- TASK REQUIREMENTS:
The word to look for is "false". Report every line of the entries below that has it.
/---
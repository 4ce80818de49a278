//! Procedural scrolling terrain.
//!
//! A new segment appears at the right edge every [`TERRAIN_SPAWN_INTERVAL`]
//! ticks; its ceiling/floor heights come from the active pattern, which is
//! re-rolled on a wave-dependent timer. From wave 2 on, fresh segments may
//! carry a turret.

use glam::Vec2;
use rand::Rng;
use rand::distr::Distribution;
use rand::distr::weighted::WeightedIndex;
use serde::{Deserialize, Serialize};

use super::enemy::{Enemy, TurretMount};
use super::geom::Rect;
use crate::consts::*;

/// One column of ceiling + floor
#[derive(Debug, Clone, Serialize, Deserialize)]
pub struct TerrainSegment {
    pub x: f32,
    pub top_height: f32,
    pub bottom_height: f32,
    pub width: f32,
    pub active: bool,
}

impl TerrainSegment {
    pub fn new(x: f32, top_height: f32, bottom_height: f32) -> Self {
        Self {
            x,
            top_height,
            bottom_height,
            width: TERRAIN_SEGMENT_WIDTH,
            active: true,
        }
    }

    pub fn update(&mut self) {
        self.x -= TERRAIN_SCROLL_SPEED;
        if self.x + self.width < 0.0 {
            self.active = false;
        }
    }

    pub fn top_rect(&self) -> Rect {
        Rect::new(self.x, 0.0, self.width, self.top_height)
    }

    pub fn bottom_rect(&self) -> Rect {
        Rect::new(
            self.x,
            SCREEN_HEIGHT - self.bottom_height,
            self.width,
            self.bottom_height,
        )
    }

    pub fn collides_with(&self, rect: &Rect) -> bool {
        self.top_rect().intersects(rect) || self.bottom_rect().intersects(rect)
    }
}

#[derive(Debug, Clone, Copy, PartialEq, Eq, Serialize, Deserialize)]
pub enum TerrainPattern {
    Open,
    NarrowTop,
    NarrowBottom,
    NarrowMiddle,
    Wavy,
}

impl TerrainPattern {
    pub const ALL: [TerrainPattern; 5] = [
        TerrainPattern::Open,
        TerrainPattern::NarrowTop,
        TerrainPattern::NarrowBottom,
        TerrainPattern::NarrowMiddle,
        TerrainPattern::Wavy,
    ];

    /// Selection weights per wave, indexed like [`Self::ALL`]
    fn weights(wave: u8) -> [f32; 5] {
        match wave {
            0 | 1 => [1.0, 0.0, 0.0, 0.0, 0.0],
            2 => [0.3, 0.35, 0.35, 0.0, 0.0],
            3 => [0.0, 0.25, 0.25, 0.0, 0.5],
            _ => [1.0; 5],
        }
    }
}

#[derive(Debug, Clone, Serialize, Deserialize)]
pub struct TerrainManager {
    pub segments: Vec<TerrainSegment>,
    pub pattern: TerrainPattern,
    spawn_timer: u32,
    pattern_timer: u32,
    /// `None` means the pattern never changes (wave 1)
    pattern_duration: Option<u32>,
    wave: u8,
}

impl Default for TerrainManager {
    fn default() -> Self {
        Self {
            segments: Vec::new(),
            pattern: TerrainPattern::Open,
            spawn_timer: 0,
            pattern_timer: 0,
            pattern_duration: None,
            wave: 1,
        }
    }
}

impl TerrainManager {
    pub fn new() -> Self {
        Self::default()
    }

    pub fn wave(&self) -> u8 {
        self.wave
    }

    /// Switch difficulty tier. Pattern timing tightens with each wave.
    pub fn set_wave(&mut self, wave: u8) {
        self.wave = wave;
        self.pattern_duration = match wave {
            0 | 1 => None,
            2 => Some(PATTERN_DURATION[0]),
            3 => Some(PATTERN_DURATION[1]),
            _ => Some(PATTERN_DURATION[2]),
        };
        log::debug!(
            "terrain wave {} pattern duration {:?}",
            wave,
            self.pattern_duration
        );
    }

    /// Scroll, prune, spawn and maybe switch pattern.
    /// Returns any turrets placed on a freshly spawned segment.
    pub fn update(&mut self, rng: &mut impl Rng) -> Vec<Enemy> {
        for segment in &mut self.segments {
            segment.update();
        }
        self.segments.retain(|s| s.active);

        let mut turrets = Vec::new();
        self.spawn_timer += 1;
        if self.spawn_timer >= TERRAIN_SPAWN_INTERVAL {
            self.spawn_timer = 0;
            turrets.extend(self.spawn_segment(rng));
        }

        if let Some(duration) = self.pattern_duration {
            self.pattern_timer += 1;
            if self.pattern_timer >= duration {
                self.pattern_timer = 0;
                self.next_pattern(rng);
            }
        }
        turrets
    }

    /// Append a segment at the right edge using the current pattern
    pub fn spawn_segment(&mut self, rng: &mut impl Rng) -> Option<Enemy> {
        let pattern = if self.wave <= 1 {
            TerrainPattern::Open
        } else {
            self.pattern
        };
        let (top, bottom) = self.heights_for(pattern, rng);
        let segment = TerrainSegment::new(SCREEN_WIDTH, top, bottom);

        let turret = if self.wave >= 2 {
            let chance = TURRET_CHANCE[(self.wave as usize - 2).min(2)];
            if rng.random_bool(chance) {
                self.place_turret(&segment, rng)
            } else {
                None
            }
        } else {
            None
        };

        self.segments.push(segment);
        turret
    }

    /// Re-roll the active pattern from the current wave's weights
    pub fn next_pattern(&mut self, rng: &mut impl Rng) {
        let weights = TerrainPattern::weights(self.wave);
        self.pattern = match WeightedIndex::new(weights) {
            Ok(dist) => TerrainPattern::ALL[dist.sample(rng)],
            Err(_) => TerrainPattern::Open,
        };
        log::debug!("terrain pattern -> {:?}", self.pattern);
    }

    fn heights_for(&self, pattern: TerrainPattern, rng: &mut impl Rng) -> (f32, f32) {
        match pattern {
            TerrainPattern::Open => pattern_open(rng),
            TerrainPattern::NarrowTop => pattern_narrow_top(rng),
            TerrainPattern::NarrowBottom => {
                let (top, bottom) = pattern_narrow_top(rng);
                (bottom, top)
            }
            TerrainPattern::NarrowMiddle => pattern_narrow_middle(rng),
            TerrainPattern::Wavy => pattern_wavy(self.segments.last(), rng),
        }
    }

    /// True if `rect` overlaps either strip of any segment
    pub fn check_collision(&self, rect: &Rect) -> bool {
        self.segments
            .iter()
            .filter(|s| s.active)
            .any(|s| s.collides_with(rect))
    }

    /// A y inside the corridor of the newest segment, keeping 50px off
    /// each strip. Falls back to the middle band of the screen.
    pub fn safe_spawn_y(&self, rng: &mut impl Rng) -> f32 {
        if let Some(last) = self.segments.last() {
            let top_limit = (last.top_height + 50.0) as i32;
            let bottom_limit = (SCREEN_HEIGHT - last.bottom_height - 50.0) as i32;
            if top_limit < bottom_limit {
                return rng.random_range(top_limit..=bottom_limit) as f32;
            }
        }
        rng.random_range(100..=(SCREEN_HEIGHT as i32 - 100)) as f32
    }

    /// Mount a turret on whichever strip is deep enough; coin flip if both are
    fn place_turret(&self, segment: &TerrainSegment, rng: &mut impl Rng) -> Option<Enemy> {
        let ceiling_ok = segment.top_height > TURRET_MIN_DEPTH;
        let floor_ok = segment.bottom_height > TURRET_MIN_DEPTH;
        let mount = match (ceiling_ok, floor_ok) {
            (false, false) => return None,
            (true, true) => {
                if rng.random_bool(0.5) {
                    TurretMount::Ceiling
                } else {
                    TurretMount::Floor
                }
            }
            (true, false) => TurretMount::Ceiling,
            (false, true) => TurretMount::Floor,
        };

        let x = segment.x + segment.width / 2.0;
        let y = match mount {
            TurretMount::Ceiling => segment.top_height - TURRET_SIZE,
            TurretMount::Floor => SCREEN_HEIGHT - segment.bottom_height,
        };
        let interval = TURRET_INTERVAL[(self.wave as usize).saturating_sub(2).min(2)];
        log::debug!("turret on {:?} at ({}, {})", mount, x, y);
        Some(Enemy::turret(Vec2::new(x, y), mount, interval))
    }
}

fn pattern_open(rng: &mut impl Rng) -> (f32, f32) {
    (
        rng.random_range(0..=50) as f32,
        rng.random_range(0..=50) as f32,
    )
}

fn pattern_narrow_top(rng: &mut impl Rng) -> (f32, f32) {
    (
        rng.random_range(100..=200) as f32,
        rng.random_range(0..=50) as f32,
    )
}

/// Both strips thick, but always leaving a [`MIN_CORRIDOR`] gap
fn pattern_narrow_middle(rng: &mut impl Rng) -> (f32, f32) {
    let mut top = rng.random_range(120..=180) as f32;
    let mut bottom = rng.random_range(120..=180) as f32;
    let limit = SCREEN_HEIGHT - MIN_CORRIDOR;
    if top + bottom > limit {
        top = top.min(MIN_CORRIDOR);
        bottom = limit - top;
    }
    (top, bottom)
}

/// Random walk from the previous segment, ±20 per step within 0..=200
fn pattern_wavy(prev: Option<&TerrainSegment>, rng: &mut impl Rng) -> (f32, f32) {
    match prev {
        Some(prev) => {
            let top = prev.top_height + rng.random_range(-20..=20) as f32;
            let bottom = prev.bottom_height + rng.random_range(-20..=20) as f32;
            (top.clamp(0.0, 200.0), bottom.clamp(0.0, 200.0))
        }
        None => (
            rng.random_range(50..=100) as f32,
            rng.random_range(50..=100) as f32,
        ),
    }
}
\---
- ANSWER TO THIS TASK:
            self.active = false;
            (false, false) => return None,
            (true, false) => TurretMount::Ceiling,
            (false, true) => TurretMount::Floor,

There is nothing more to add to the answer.